Material for this exercise
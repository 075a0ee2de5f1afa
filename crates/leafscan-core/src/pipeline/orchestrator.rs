use tracing::info;

use crate::color::ColorMatcher;
use crate::detection::detect_components;
use crate::error::Result;
use crate::io::image_io::{load_rgb, save_mask};

use super::config::LeafScanConfig;
use super::types::{LeafScanOutput, NoOpReporter, PipelineStage, ProgressReporter};

/// Load, classify, detect and optionally export the mask.
pub fn run_leaf_scan(config: &LeafScanConfig) -> Result<LeafScanOutput> {
    run_leaf_scan_reported(config, &NoOpReporter)
}

/// As [`run_leaf_scan`], reporting each stage to `reporter`.
pub fn run_leaf_scan_reported(
    config: &LeafScanConfig,
    reporter: &dyn ProgressReporter,
) -> Result<LeafScanOutput> {
    // Config errors surface before the image is read.
    let matcher = ColorMatcher::from_config(&config.color)?;
    let filter = config.detection.noise_filter()?;

    reporter.begin_stage(PipelineStage::Loading);
    let process_size = config.rescale.then_some(config.process_size);
    let image = load_rgb(&config.input, process_size)?;
    reporter.finish_stage();

    reporter.begin_stage(PipelineStage::Classifying);
    let mask = matcher.classify(&image)?;
    reporter.finish_stage();

    reporter.begin_stage(PipelineStage::Detecting);
    let detection = detect_components(&mask, &config.detection)?;
    reporter.finish_stage();
    info!(
        leaves = detection.stats().component_count,
        min = filter.min_size(),
        max = filter.max_size(),
        iqr = filter.iqr_enabled(),
        "Leaf scan complete"
    );

    if let Some(ref path) = config.mask_output {
        reporter.begin_stage(PipelineStage::Writing);
        save_mask(&mask, path)?;
        reporter.finish_stage();
        info!(output = %path.display(), "Mask saved");
    }

    let (height, width) = mask.dim();
    Ok(LeafScanOutput {
        width,
        height,
        detection,
    })
}
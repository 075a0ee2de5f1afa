#![allow(dead_code)]

use leafscan_core::detection::{BoundingBox, Component};
use ndarray::Array2;

/// Build a mask from text rows, `#` is foreground and anything else
/// background. All rows must have the same length.
pub fn mask_from_rows(rows: &[&str]) -> Array2<bool> {
    let height = rows.len();
    let width = rows.first().map_or(0, |r| r.len());
    let mut mask = Array2::from_elem((height, width), false);
    for (y, row) in rows.iter().enumerate() {
        assert_eq!(row.len(), width, "ragged row {y}");
        for (x, ch) in row.chars().enumerate() {
            mask[[y, x]] = ch == '#';
        }
    }
    mask
}

/// Build a mask with the given row-major indices set.
pub fn mask_from_indices(width: usize, height: usize, indices: &[usize]) -> Array2<bool> {
    let mut mask = Array2::from_elem((height, width), false);
    for &i in indices {
        mask[[i / width, i % width]] = true;
    }
    mask
}

/// Unranked component of the given size with a dummy bounding box.
pub fn component_with_size(root: usize, size: usize) -> Component {
    Component::new(
        root,
        size,
        BoundingBox {
            min_x: 0,
            min_y: 0,
            max_x: 0,
            max_y: 0,
        },
    )
}

pub fn sizes(components: &[Component]) -> Vec<usize> {
    components.iter().map(Component::size).collect()
}
pub mod components;
pub mod config;
pub mod detector;
pub mod filter;
pub mod grid;
pub mod rank;

pub use components::{BoundingBox, Component, ComponentAccumulator, PixelPoint};
pub use config::DetectionConfig;
pub use detector::{detect_components, detect_with_filter, Detection};
pub use filter::{apply_iqr_filter, iqr_bounds, FilterReport, IqrBounds, NoiseFilter};
pub use grid::{index_to_coords, pixel_index, FnClassifier, PixelClassifier};
pub use rank::{rank_components, DetectionStats};
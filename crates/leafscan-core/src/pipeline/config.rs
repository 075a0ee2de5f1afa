use std::path::PathBuf;

use serde::{Deserialize, Serialize};

use crate::color::ColorConfig;
use crate::consts::DEFAULT_PROCESS_SIZE;
use crate::detection::DetectionConfig;

/// Everything needed to go from an image file to ranked leaves.
#[derive(Clone, Debug, PartialEq, Serialize, Deserialize)]
pub struct LeafScanConfig {
    pub input: PathBuf,
    /// Where to write the binary leaf mask, if anywhere.
    #[serde(default)]
    pub mask_output: Option<PathBuf>,
    /// Resample to fit `process_size` before classification.
    #[serde(default = "default_true")]
    pub rescale: bool,
    #[serde(default = "default_process_size")]
    pub process_size: u32,
    #[serde(default)]
    pub color: ColorConfig,
    #[serde(default)]
    pub detection: DetectionConfig,
}

fn default_true() -> bool {
    true
}
fn default_process_size() -> u32 {
    DEFAULT_PROCESS_SIZE
}

impl Default for LeafScanConfig {
    fn default() -> Self {
        Self {
            input: PathBuf::from("leaves.png"),
            mask_output: None,
            rescale: true,
            process_size: DEFAULT_PROCESS_SIZE,
            color: ColorConfig::default(),
            detection: DetectionConfig::default(),
        }
    }
}
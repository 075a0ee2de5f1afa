pub mod color;
pub mod consts;
pub mod detection;
pub mod disjoint_set;
pub mod error;
pub mod io;
pub mod pipeline;
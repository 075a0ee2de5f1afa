use image::RgbImage;
use ndarray::Array2;
use tracing::{debug, info};

use crate::consts::{
    DEFAULT_BRIGHTNESS_TOLERANCE, DEFAULT_HUE_TOLERANCE, DEFAULT_SATURATION_TOLERANCE,
    GRAYSCALE_SATURATION,
};
use crate::error::{LeafscanError, Result};

use super::config::ColorConfig;
use super::hsb::{parse_hex_color, Hsb};

/// Marks pixels whose color is close to any selected leaf color.
#[derive(Clone, Debug)]
pub struct ColorMatcher {
    colors: Vec<Hsb>,
    hue_tolerance: f32,
    saturation_tolerance: f32,
    brightness_tolerance: f32,
}

impl Default for ColorMatcher {
    fn default() -> Self {
        Self {
            colors: Vec::new(),
            hue_tolerance: DEFAULT_HUE_TOLERANCE,
            saturation_tolerance: DEFAULT_SATURATION_TOLERANCE,
            brightness_tolerance: DEFAULT_BRIGHTNESS_TOLERANCE,
        }
    }
}

impl ColorMatcher {
    pub fn new() -> Self {
        Self::default()
    }

    pub fn from_config(config: &ColorConfig) -> Result<Self> {
        let mut matcher = Self::new();
        for color in &config.leaf_colors {
            matcher.add_color(parse_hex_color(color)?);
        }
        matcher.set_hue_tolerance(config.hue_tolerance);
        matcher.set_saturation_tolerance(config.saturation_tolerance);
        matcher.set_brightness_tolerance(config.brightness_tolerance);
        Ok(matcher)
    }

    pub fn add_color(&mut self, rgb: [u8; 3]) {
        let hsb = Hsb::from_rgb(rgb);
        debug!(color = %hsb, "Added leaf color");
        self.colors.push(hsb);
    }

    pub fn clear_colors(&mut self) {
        self.colors.clear();
    }

    pub fn colors(&self) -> &[Hsb] {
        &self.colors
    }

    pub fn hue_tolerance(&self) -> f32 {
        self.hue_tolerance
    }

    pub fn saturation_tolerance(&self) -> f32 {
        self.saturation_tolerance
    }

    pub fn brightness_tolerance(&self) -> f32 {
        self.brightness_tolerance
    }

    /// Clamped to `[0, 180]` degrees.
    pub fn set_hue_tolerance(&mut self, degrees: f32) {
        self.hue_tolerance = degrees.clamp(0.0, 180.0);
    }

    /// Clamped to `[0, 1]`.
    pub fn set_saturation_tolerance(&mut self, tolerance: f32) {
        self.saturation_tolerance = tolerance.clamp(0.0, 1.0);
    }

    /// Clamped to `[0, 1]`.
    pub fn set_brightness_tolerance(&mut self, tolerance: f32) {
        self.brightness_tolerance = tolerance.clamp(0.0, 1.0);
    }

    /// Two near-gray colors are compared on brightness alone; otherwise hue,
    /// saturation and brightness must all be within tolerance.
    pub fn colors_match(&self, pixel: &Hsb, leaf: &Hsb) -> bool {
        let brightness_ok =
            (pixel.brightness - leaf.brightness).abs() <= self.brightness_tolerance;

        if pixel.saturation < GRAYSCALE_SATURATION && leaf.saturation < GRAYSCALE_SATURATION {
            return brightness_ok;
        }

        pixel.hue_distance(leaf) <= self.hue_tolerance
            && (pixel.saturation - leaf.saturation).abs() <= self.saturation_tolerance
            && brightness_ok
    }

    pub fn matches(&self, rgb: [u8; 3]) -> bool {
        let pixel = Hsb::from_rgb(rgb);
        self.colors.iter().any(|leaf| self.colors_match(&pixel, leaf))
    }

    /// Binary leaf mask of shape `(height, width)`.
    pub fn classify(&self, image: &RgbImage) -> Result<Array2<bool>> {
        if self.colors.is_empty() {
            return Err(LeafscanError::NoLeafColors);
        }

        let (w, h) = image.dimensions();
        let mut mask = Array2::from_elem((h as usize, w as usize), false);
        let mut foreground = 0usize;

        for (col, row, pixel) in image.enumerate_pixels() {
            if self.matches(pixel.0) {
                mask[[row as usize, col as usize]] = true;
                foreground += 1;
            }
        }

        let total = mask.len().max(1);
        info!(
            foreground,
            percent = 100.0 * foreground as f64 / total as f64,
            "Classified leaf pixels"
        );
        Ok(mask)
    }
}
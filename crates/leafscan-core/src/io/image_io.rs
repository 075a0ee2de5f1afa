use std::path::Path;

use image::imageops::FilterType;
use image::{GrayImage, ImageFormat, Luma, RgbImage};
use ndarray::Array2;
use tracing::info;

use crate::error::{LeafscanError, Result};

/// Dimensions after scaling `(width, height)` so the image fits a
/// `size` x `size` box, keeping the aspect ratio. Never returns zero.
pub fn fit_dimensions(width: u32, height: u32, size: u32) -> (u32, u32) {
    let scale = (size as f64 / width as f64).min(size as f64 / height as f64);
    let w = ((width as f64 * scale) as u32).max(1);
    let h = ((height as f64 * scale) as u32).max(1);
    (w, h)
}

/// Load any supported image as 8-bit RGB.
///
/// With `process_size`, the image is resampled to fit that box first
/// (smaller images are scaled up).
pub fn load_rgb(path: &Path, process_size: Option<u32>) -> Result<RgbImage> {
    let img = image::open(path)?.to_rgb8();
    let (w, h) = img.dimensions();
    if w == 0 || h == 0 {
        return Err(LeafscanError::InvalidDimensions {
            width: w as usize,
            height: h as usize,
        });
    }

    let img = match process_size {
        Some(size) => {
            let (nw, nh) = fit_dimensions(w, h, size.max(1));
            if (nw, nh) == (w, h) {
                img
            } else {
                image::imageops::resize(&img, nw, nh, FilterType::Triangle)
            }
        }
        None => img,
    };

    let (w, h) = img.dimensions();
    info!(width = w, height = h, path = %path.display(), "Loaded image");
    Ok(img)
}

/// Convert a mask to an 8-bit grayscale image: foreground white, rest black.
pub fn mask_to_image(mask: &Array2<bool>) -> GrayImage {
    let (h, w) = mask.dim();
    GrayImage::from_fn(w as u32, h as u32, |col, row| {
        if mask[[row as usize, col as usize]] {
            Luma([255])
        } else {
            Luma([0])
        }
    })
}

/// Save a mask as 8-bit grayscale PNG.
pub fn save_mask(mask: &Array2<bool>, path: &Path) -> Result<()> {
    mask_to_image(mask).save_with_format(path, ImageFormat::Png)?;
    Ok(())
}
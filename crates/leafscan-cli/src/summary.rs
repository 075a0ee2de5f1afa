use console::Style;
use leafscan_core::detection::{Component, DetectionStats};
use leafscan_core::pipeline::LeafScanConfig;

struct Styles {
    title: Style,
    header: Style,
    label: Style,
    value: Style,
    path: Style,
    empty: Style,
}

impl Styles {
    fn new() -> Self {
        Self {
            title: Style::new().cyan().bold(),
            header: Style::new().cyan().bold(),
            label: Style::new().dim(),
            value: Style::new().bold().white(),
            path: Style::new().underlined(),
            empty: Style::new().dim().yellow(),
        }
    }
}

pub fn print_leaf_summary(
    config: &LeafScanConfig,
    width: usize,
    height: usize,
    stats: &DetectionStats,
    leaves: &[Component],
) {
    let s = Styles::new();

    println!();
    println!("  {}", s.title.apply_to("Leaf Scan"));
    println!("  {}", s.title.apply_to("\u{2550}".repeat(9)));
    println!();

    println!(
        "  {:<14}{}",
        s.label.apply_to("Input"),
        s.path.apply_to(config.input.display())
    );
    println!(
        "  {:<14}{}",
        s.label.apply_to("Grid"),
        s.value.apply_to(format!("{width}x{height}"))
    );
    println!(
        "  {:<14}{}",
        s.label.apply_to("Size range"),
        s.value.apply_to(format!(
            "{}..={}{}",
            config.detection.min_size,
            config.detection.max_size,
            if config.detection.iqr_filter { " + IQR" } else { "" }
        ))
    );
    println!();

    println!("  {}", s.header.apply_to("Statistics"));
    for line in stats.to_string().lines() {
        println!("    {line}");
    }
    println!();

    if leaves.is_empty() {
        println!("  {}", s.empty.apply_to("No leaves detected"));
        return;
    }

    println!(
        "  {}",
        s.header
            .apply_to(format!("Top {} of {} leaves", leaves.len(), stats.component_count))
    );
    println!(
        "    {:>5}  {:>8}  {:>21}  {:>11}",
        "Rank", "Size", "Bounds", "Center"
    );
    println!("    {}", "-".repeat(51));
    for leaf in leaves {
        let bbox = leaf.bounding_box();
        let bounds = format!(
            "({},{})-({},{})",
            bbox.min_x, bbox.min_y, bbox.max_x, bbox.max_y
        );
        println!(
            "    {:>5}  {:>8}  {:>21}  {:>11}",
            leaf.rank().unwrap_or_default(),
            leaf.size(),
            bounds,
            leaf.center().to_string()
        );
    }
}
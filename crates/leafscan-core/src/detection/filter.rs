use tracing::debug;

use crate::consts::{
    DEFAULT_MAX_LEAF_SIZE, DEFAULT_MIN_LEAF_SIZE, IQR_FENCE_MULTIPLIER, IQR_MIN_COMPONENTS,
};
use crate::error::{LeafscanError, Result};

use super::components::Component;

/// Removes components that are too small (noise) or too large (background),
/// and optionally statistical outliers by the IQR rule.
///
/// Holds `1 <= min_size <= max_size` at all times.
#[derive(Clone, Debug, PartialEq, Eq)]
pub struct NoiseFilter {
    min_size: usize,
    max_size: usize,
    iqr: bool,
}

impl Default for NoiseFilter {
    fn default() -> Self {
        Self {
            min_size: DEFAULT_MIN_LEAF_SIZE,
            max_size: DEFAULT_MAX_LEAF_SIZE,
            iqr: false,
        }
    }
}

/// Counts reported by [`NoiseFilter::apply`].
#[derive(Clone, Copy, Debug, Default, PartialEq, Eq)]
pub struct FilterReport {
    pub removed_by_size: usize,
    pub removed_as_outliers: usize,
}

impl NoiseFilter {
    /// Strict constructor: a range outside `1 <= min_size <= max_size` is an
    /// error rather than being clamped.
    pub fn new(min_size: usize, max_size: usize) -> Result<Self> {
        if min_size == 0 || max_size < min_size {
            return Err(LeafscanError::InvalidSizeRange {
                min: min_size,
                max: max_size,
            });
        }
        Ok(Self {
            min_size,
            max_size,
            iqr: false,
        })
    }

    pub fn with_iqr(mut self, enabled: bool) -> Self {
        self.iqr = enabled;
        self
    }

    pub fn min_size(&self) -> usize {
        self.min_size
    }

    pub fn max_size(&self) -> usize {
        self.max_size
    }

    pub fn iqr_enabled(&self) -> bool {
        self.iqr
    }

    /// Floors at 1. Raises `max_size` if it would fall below the new minimum.
    pub fn set_min_size(&mut self, min_size: usize) {
        self.min_size = min_size.max(1);
        self.max_size = self.max_size.max(self.min_size);
    }

    /// Floors at the current `min_size`.
    pub fn set_max_size(&mut self, max_size: usize) {
        self.max_size = max_size.max(self.min_size);
    }

    pub fn set_size_range(&mut self, min_size: usize, max_size: usize) {
        self.min_size = min_size.max(1);
        self.max_size = max_size.max(self.min_size);
    }

    /// Inclusive on both ends.
    pub fn accepts(&self, size: usize) -> bool {
        (self.min_size..=self.max_size).contains(&size)
    }

    /// Drop components outside `[min_size, max_size]`. Returns how many went.
    pub fn apply_threshold(&self, components: &mut Vec<Component>) -> usize {
        let before = components.len();
        components.retain(|c| self.accepts(c.size()));
        let removed = before - components.len();
        debug!(
            removed,
            remaining = components.len(),
            min = self.min_size,
            max = self.max_size,
            "Size threshold applied"
        );
        removed
    }

    /// Threshold filter, then the IQR filter when enabled.
    pub fn apply(&self, components: &mut Vec<Component>) -> FilterReport {
        let removed_by_size = self.apply_threshold(components);
        let removed_as_outliers = if self.iqr {
            apply_iqr_filter(components)
        } else {
            0
        };
        FilterReport {
            removed_by_size,
            removed_as_outliers,
        }
    }
}

/// Quartiles and Tukey fences of a size distribution.
#[derive(Clone, Copy, Debug, PartialEq)]
pub struct IqrBounds {
    pub q1: f64,
    pub q3: f64,
    pub iqr: f64,
    pub lower: f64,
    pub upper: f64,
}

impl IqrBounds {
    /// Inclusive on both fences.
    pub fn contains(&self, size: usize) -> bool {
        let size = size as f64;
        size >= self.lower && size <= self.upper
    }
}

/// Fences for `sizes`, or `None` with fewer than four samples.
///
/// Quartiles are read at sorted positions `n/4` and `3n/4` (truncating, no
/// interpolation).
pub fn iqr_bounds(sizes: &[usize]) -> Option<IqrBounds> {
    let n = sizes.len();
    if n < IQR_MIN_COMPONENTS {
        return None;
    }

    let mut sorted = sizes.to_vec();
    sorted.sort_unstable();

    let q1 = sorted[n / 4] as f64;
    let q3 = sorted[3 * n / 4] as f64;
    let iqr = q3 - q1;

    Some(IqrBounds {
        q1,
        q3,
        iqr,
        lower: q1 - IQR_FENCE_MULTIPLIER * iqr,
        upper: q3 + IQR_FENCE_MULTIPLIER * iqr,
    })
}

/// Remove size outliers by the IQR rule. Returns how many went.
pub fn apply_iqr_filter(components: &mut Vec<Component>) -> usize {
    let sizes: Vec<usize> = components.iter().map(Component::size).collect();
    let Some(bounds) = iqr_bounds(&sizes) else {
        debug!(count = sizes.len(), "Too few components for IQR filter");
        return 0;
    };

    let before = components.len();
    components.retain(|c| bounds.contains(c.size()));
    let removed = before - components.len();
    debug!(
        q1 = bounds.q1,
        q3 = bounds.q3,
        iqr = bounds.iqr,
        lower = bounds.lower,
        upper = bounds.upper,
        removed,
        "IQR filter applied"
    );
    removed
}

Task brief
Starting with the line that holds "statistical outliers by the IQR rule." and ending with the line that holds "#[derive(Clone, Copy, Debug, Default, PartialEq, Eq)]", retype every line in the data above exactly, and nothing else.

Problem solution
/// and optionally statistical outliers by the IQR rule.
///
/// Holds `1 <= min_size <= max_size` at all times.
#[derive(Clone, Debug, PartialEq, Eq)]
pub struct NoiseFilter {
    min_size: usize,
    max_size: usize,
    iqr: bool,
}

impl Default for NoiseFilter {
    fn default() -> Self {
        Self {
            min_size: DEFAULT_MIN_LEAF_SIZE,
            max_size: DEFAULT_MAX_LEAF_SIZE,
            iqr: false,
        }
    }
}

/// Counts reported by [`NoiseFilter::apply`].
#[derive(Clone, Copy, Debug, Default, PartialEq, Eq)]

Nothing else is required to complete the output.